## [PROBLEM DESCRIPTION]
Restate word for word the line containing "fn narration_text() ->" and all remaining lines of the entries below.

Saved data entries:
-- Opening Marker --
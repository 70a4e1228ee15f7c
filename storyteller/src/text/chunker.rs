//! Text chunking for per-request synthesis budgets.
//!
//! Sizes are UTF-8 byte lengths, which is what the synthesis services count.

use anyhow::{Result, bail};
use once_cell::sync::Lazy;
use regex::Regex;

use super::SECTION_BREAK;

/// Default per-request byte budget.
pub const DEFAULT_MAX_BYTES: usize = 4800;

/// Bytes reserved for the SSML envelope and pause tags added after chunking.
pub const SSML_OVERHEAD: usize = 200;

/// Smallest usable budget: one marker plus a few words.
const MIN_EFFECTIVE_BYTES: usize = 64;

static SENTENCE_END: Lazy<Regex> =
    Lazy::new(|| Regex::new(r"[.!?]\s+").expect("sentence pattern is valid"));

static CLAUSE_END: Lazy<Regex> =
    Lazy::new(|| Regex::new(r"[,;:]\s+").expect("clause pattern is valid"));

/// Splits normalized text into chunks that each fit one synthesis request.
#[derive(Debug, Clone, Copy)]
pub struct TextChunker {
    effective_max: usize,
}

impl TextChunker {
    pub fn new(max_bytes: usize) -> Result<Self> {
        let effective_max = max_bytes.saturating_sub(SSML_OVERHEAD);
        if effective_max < MIN_EFFECTIVE_BYTES {
            bail!(
                "Byte budget {} is too small (must exceed {} bytes)",
                max_bytes,
                SSML_OVERHEAD + MIN_EFFECTIVE_BYTES - 1
            );
        }
        Ok(Self { effective_max })
    }

    /// Byte limit every chunk respects.
    pub fn effective_max(&self) -> usize {
        self.effective_max
    }

    /// Split `text` into ordered, trimmed, non-empty chunks.
    ///
    /// Section markers are kept as their own pieces so whole sections pack
    /// together when they fit. A section that is too big on its own is split
    /// at the coarsest boundary that works: paragraphs, then sentences, then
    /// clauses, then words.
    pub fn chunk(&self, text: &str) -> Vec<String> {
        let mut chunks = Vec::new();
        let mut current = String::new();

        for section in split_keeping_markers(text) {
            if section.is_empty() {
                continue;
            }

            if current.len() + section.len() <= self.effective_max {
                current.push_str(section);
                continue;
            }

            push_trimmed(&mut chunks, &current);

            if section.len() > self.effective_max {
                let mut pieces = self.split_oversized(section, Boundary::Paragraph);
                current = pieces.pop().unwrap_or_default();
                chunks.extend(pieces);
            } else {
                current = section.to_string();
            }
        }

        push_trimmed(&mut chunks, &current);
        chunks
    }

    fn split_oversized(&self, text: &str, from: Boundary) -> Vec<String> {
        let mut boundary = Some(from);

        while let Some(b) = boundary {
            let pieces = b.split(text);
            if pieces.len() > 1 {
                let mut out = Vec::new();
                for chunk in self.accumulate(&pieces, b.separator()) {
                    if chunk.len() <= self.effective_max {
                        out.push(chunk);
                    } else if let Some(finer) = b.finer() {
                        out.extend(self.split_oversized(&chunk, finer));
                    } else {
                        out.extend(hard_split(&chunk, self.effective_max));
                    }
                }
                return out;
            }
            boundary = b.finer();
        }

        hard_split(text.trim(), self.effective_max)
    }

    /// Greedily join pieces with `separator` while they fit.
    ///
    /// A single piece larger than the budget comes out on its own.
    fn accumulate(&self, pieces: &[&str], separator: &str) -> Vec<String> {
        let mut chunks = Vec::new();
        let mut current = String::new();

        for piece in pieces.iter().map(|p| p.trim()).filter(|p| !p.is_empty()) {
            if current.is_empty() {
                current = piece.to_string();
            } else if current.len() + separator.len() + piece.len() <= self.effective_max {
                current.push_str(separator);
                current.push_str(piece);
            } else {
                chunks.push(std::mem::take(&mut current));
                current = piece.to_string();
            }
        }

        if !current.is_empty() {
            chunks.push(current);
        }

        chunks
    }
}

impl Default for TextChunker {
    fn default() -> Self {
        Self {
            effective_max: DEFAULT_MAX_BYTES - SSML_OVERHEAD,
        }
    }
}

#[derive(Debug, Clone, Copy, PartialEq, Eq)]
enum Boundary {
    Paragraph,
    Sentence,
    Clause,
    Word,
}

impl Boundary {
    fn finer(self) -> Option<Self> {
        match self {
            Self::Paragraph => Some(Self::Sentence),
            Self::Sentence => Some(Self::Clause),
            Self::Clause => Some(Self::Word),
            Self::Word => None,
        }
    }

    fn separator(self) -> &'static str {
        match self {
            Self::Paragraph => "\n\n",
            _ => " ",
        }
    }

    fn split(self, text: &str) -> Vec<&str> {
        match self {
            Self::Paragraph => text.split("\n\n").collect(),
            Self::Sentence => split_after_punctuation(text, &SENTENCE_END),
            Self::Clause => split_after_punctuation(text, &CLAUSE_END),
            Self::Word => text.split_whitespace().collect(),
        }
    }
}

/// Split where `pattern` (one ASCII punctuation mark followed by whitespace)
/// matches, keeping the punctuation with the piece on its left.
fn split_after_punctuation<'a>(text: &'a str, pattern: &Regex) -> Vec<&'a str> {
    let mut pieces = Vec::new();
    let mut last = 0;

    for m in pattern.find_iter(text) {
        pieces.push(&text[last..m.start() + 1]);
        last = m.end();
    }
    pieces.push(&text[last..]);

    pieces
}

/// Split text around section markers, keeping each marker as its own piece.
fn split_keeping_markers(text: &str) -> Vec<&str> {
    let mut pieces = Vec::new();
    let mut last = 0;

    for m in SECTION_BREAK.find_iter(text) {
        pieces.push(&text[last..m.start()]);
        pieces.push(m.as_str());
        last = m.end();
    }
    pieces.push(&text[last..]);

    pieces
}

fn push_trimmed(chunks: &mut Vec<String>, text: &str) {
    let trimmed = text.trim();
    if !trimmed.is_empty() {
        chunks.push(trimmed.to_string());
    }
}

/// Hard split on character boundaries (last resort for a single huge word).
fn hard_split(text: &str, max_bytes: usize) -> Vec<String> {
    let mut chunks = Vec::new();
    let mut current = String::new();

    for c in text.chars() {
        if !current.is_empty() && current.len() + c.len_utf8() > max_bytes {
            chunks.push(std::mem::take(&mut current));
        }
        current.push(c);
    }

    if !current.is_empty() {
        chunks.push(current);
    }

    chunks
}

#[cfg(test)]
mod tests {
    use super::*;
    use proptest::prelude::*;

    fn squash(text: &str) -> String {
        text.chars().filter(|c| !c.is_whitespace()).collect()
    }

    #[test]
    fn test_effective_budget() {
        let chunker = TextChunker::new(4800).unwrap();
        assert_eq!(chunker.effective_max(), 4600);
        assert_eq!(TextChunker::default().effective_max(), 4600);
    }

    #[test]
    fn test_budget_too_small() {
        assert!(TextChunker::new(SSML_OVERHEAD).is_err());
        assert!(TextChunker::new(100).is_err());
        assert!(TextChunker::new(SSML_OVERHEAD + MIN_EFFECTIVE_BYTES).is_ok());
    }

    #[test]
    fn test_chunk_short_text() {
        let chunks = TextChunker::default().chunk("Hello world. How are you?");
        assert_eq!(chunks, vec!["Hello world. How are you?"]);
    }

    #[test]
    fn test_chunk_empty_text() {
        assert!(TextChunker::default().chunk("").is_empty());
        assert!(TextChunker::default().chunk("   \n\n   ").is_empty());
    }

    #[test]
    fn test_sections_pack_together() {
        let text = "[SECTION_BREAK_1]Title\n\nIntro.\n\n[SECTION_BREAK_2]Part\n\nBody.";
        let chunks = TextChunker::default().chunk(text);
        assert_eq!(chunks, vec![text]);
    }

    #[test]
    fn test_sections_start_new_chunk_when_full() {
        let chunker = TextChunker::new(SSML_OVERHEAD + 100).unwrap();
        let first = format!("[SECTION_BREAK_1]{}", "a".repeat(80));
        let second = format!("[SECTION_BREAK_2]{}", "b".repeat(60));
        let chunks = chunker.chunk(&format!("{}\n\n{}", first, second));
        assert_eq!(chunks, vec![first, second]);
    }

    #[test]
    fn test_split_at_paragraphs() {
        let chunker = TextChunker::new(SSML_OVERHEAD + 100).unwrap();
        let para = "word ".repeat(12).trim().to_string();
        let text = format!("{}\n\n{}\n\n{}", para, para, para);
        let chunks = chunker.chunk(&text);
        assert_eq!(chunks, vec![para.clone(), para.clone(), para]);
    }

    #[test]
    fn test_split_at_sentences() {
        let chunker = TextChunker::new(SSML_OVERHEAD + 80).unwrap();
        let text = "The first sentence is right here. The second one follows it! \
                    Does a third one exist? Yes, and it ends the paragraph.";
        let chunks = chunker.chunk(text);
        assert!(chunks.len() > 1);
        for chunk in &chunks {
            assert!(chunk.len() <= 80, "chunk too long: {:?}", chunk);
            assert!(chunk.ends_with(['.', '!', '?']), "not a sentence end: {:?}", chunk);
        }
    }

    #[test]
    fn test_split_at_clauses_without_sentence_ends() {
        let chunker = TextChunker::new(SSML_OVERHEAD + 100).unwrap();
        let text = (0..20)
            .map(|i| format!("clause number {}", i))
            .collect::<Vec<_>>()
            .join(", ");
        assert!(text.len() > 100);

        let chunks = chunker.chunk(&text);
        assert!(chunks.len() >= 2);
        for chunk in &chunks {
            assert!(chunk.len() <= 100, "chunk too long: {:?}", chunk);
        }
        for chunk in &chunks[..chunks.len() - 1] {
            assert!(chunk.ends_with(','), "not a clause end: {:?}", chunk);
        }
        assert_eq!(squash(&chunks.concat()), squash(&text));
    }

    #[test]
    fn test_split_at_words() {
        let chunker = TextChunker::new(SSML_OVERHEAD + 64).unwrap();
        let text = "lorem ipsum ".repeat(20);
        let chunks = chunker.chunk(&text);
        assert!(chunks.len() > 1);
        for chunk in &chunks {
            assert!(chunk.len() <= 64);
            assert!(!chunk.starts_with(' ') && !chunk.ends_with(' '));
        }
    }

    #[test]
    fn test_hard_split_long_word() {
        let chunker = TextChunker::new(SSML_OVERHEAD + 64).unwrap();
        let word = "x".repeat(200);
        let chunks = chunker.chunk(&word);
        assert_eq!(chunks.len(), 4);
        assert!(chunks.iter().all(|c| c.len() <= 64));
        assert_eq!(chunks.concat(), word);
    }

    #[test]
    fn test_hard_split_respects_char_boundaries() {
        let parts = hard_split("ééééé", 3);
        assert_eq!(parts, vec!["é", "é", "é", "é", "é"]);

        let parts = hard_split("abcdefghij", 3);
        assert_eq!(parts, vec!["abc", "def", "ghi", "j"]);
    }

    #[test]
    fn test_multibyte_text_counts_bytes() {
        let chunker = TextChunker::new(SSML_OVERHEAD + 64).unwrap();
        let text = "日本語の文章です。".repeat(10);
        let chunks = chunker.chunk(&text);
        assert!(chunks.iter().all(|c| c.len() <= 64));
        assert_eq!(chunks.concat(), text);
    }

    #[test]
    fn test_split_keeping_markers() {
        let pieces = split_keeping_markers("a[SECTION_BREAK_1]b[SECTION_BREAK_3]");
        assert_eq!(pieces, vec!["a", "[SECTION_BREAK_1]", "b", "[SECTION_BREAK_3]", ""]);
    }

    #[test]
    fn test_split_after_punctuation() {
        let pieces = split_after_punctuation("One. Two!  Three?", &SENTENCE_END);
        assert_eq!(pieces, vec!["One.", "Two!", "Three?"]);

        let pieces = split_after_punctuation("3.14 is pi", &SENTENCE_END);
        assert_eq!(pieces, vec!["3.14 is pi"]);
    }

    fn narration_text() -> impl Strategy<Value = String> {
        let piece = prop_oneof![
            4 => "[a-zA-Z]{1,12}",
            1 => "[éüñ漢字]{1,6}",
            1 => "[a-z]{80,300}",
            3 => Just(" ".to_string()),
            1 => Just(". ".to_string()),
            1 => Just(", ".to_string()),
            1 => Just("\n".to_string()),
            1 => Just("\n\n".to_string()),
            1 => (1u8..=3).prop_map(|level| format!("\n\n[SECTION_BREAK_{}]", level)),
        ];
        prop::collection::vec(piece, 0..300).prop_map(|pieces| pieces.concat())
    }

    proptest! {
        #[test]
        fn prop_chunks_fit_budget(text in narration_text(), budget in 64usize..1000) {
            let chunker = TextChunker::new(SSML_OVERHEAD + budget).unwrap();
            for chunk in chunker.chunk(&text) {
                prop_assert!(chunk.len() <= budget, "{} > {}", chunk.len(), budget);
                prop_assert!(!chunk.is_empty());
                prop_assert_eq!(chunk.trim(), chunk.as_str());
            }
        }

        #[test]
        fn prop_chunks_cover_text(text in narration_text(), budget in 64usize..1000) {
            let chunker = TextChunker::new(SSML_OVERHEAD + budget).unwrap();
            let chunks = chunker.chunk(&text);
            prop_assert_eq!(squash(&chunks.concat()), squash(&text));
        }
    }
}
-- Closing Marker --
## [EXERCISE OUTPUT]
    fn narration_text() -> impl Strategy<Value = String> {
        let piece = prop_oneof![
            4 => "[a-zA-Z]{1,12}",
            1 => "[éüñ漢字]{1,6}",
            1 => "[a-z]{80,300}",
            3 => Just(" ".to_string()),
            1 => Just(". ".to_string()),
            1 => Just(", ".to_string()),
            1 => Just("\n".to_string()),
            1 => Just("\n\n".to_string()),
            1 => (1u8..=3).prop_map(|level| format!("\n\n[SECTION_BREAK_{}]", level)),
        ];
        prop::collection::vec(piece, 0..300).prop_map(|pieces| pieces.concat())
    }

    proptest! {
        #[test]
        fn prop_chunks_fit_budget(text in narration_text(), budget in 64usize..1000) {
            let chunker = TextChunker::new(SSML_OVERHEAD + budget).unwrap();
            for chunk in chunker.chunk(&text) {
                prop_assert!(chunk.len() <= budget, "{} > {}", chunk.len(), budget);
                prop_assert!(!chunk.is_empty());
                prop_assert_eq!(chunk.trim(), chunk.as_str());
            }
        }

        #[test]
        fn prop_chunks_cover_text(text in narration_text(), budget in 64usize..1000) {
            let chunker = TextChunker::new(SSML_OVERHEAD + budget).unwrap();
            let chunks = chunker.chunk(&text);
            prop_assert_eq!(squash(&chunks.concat()), squash(&text));
        }
    }
}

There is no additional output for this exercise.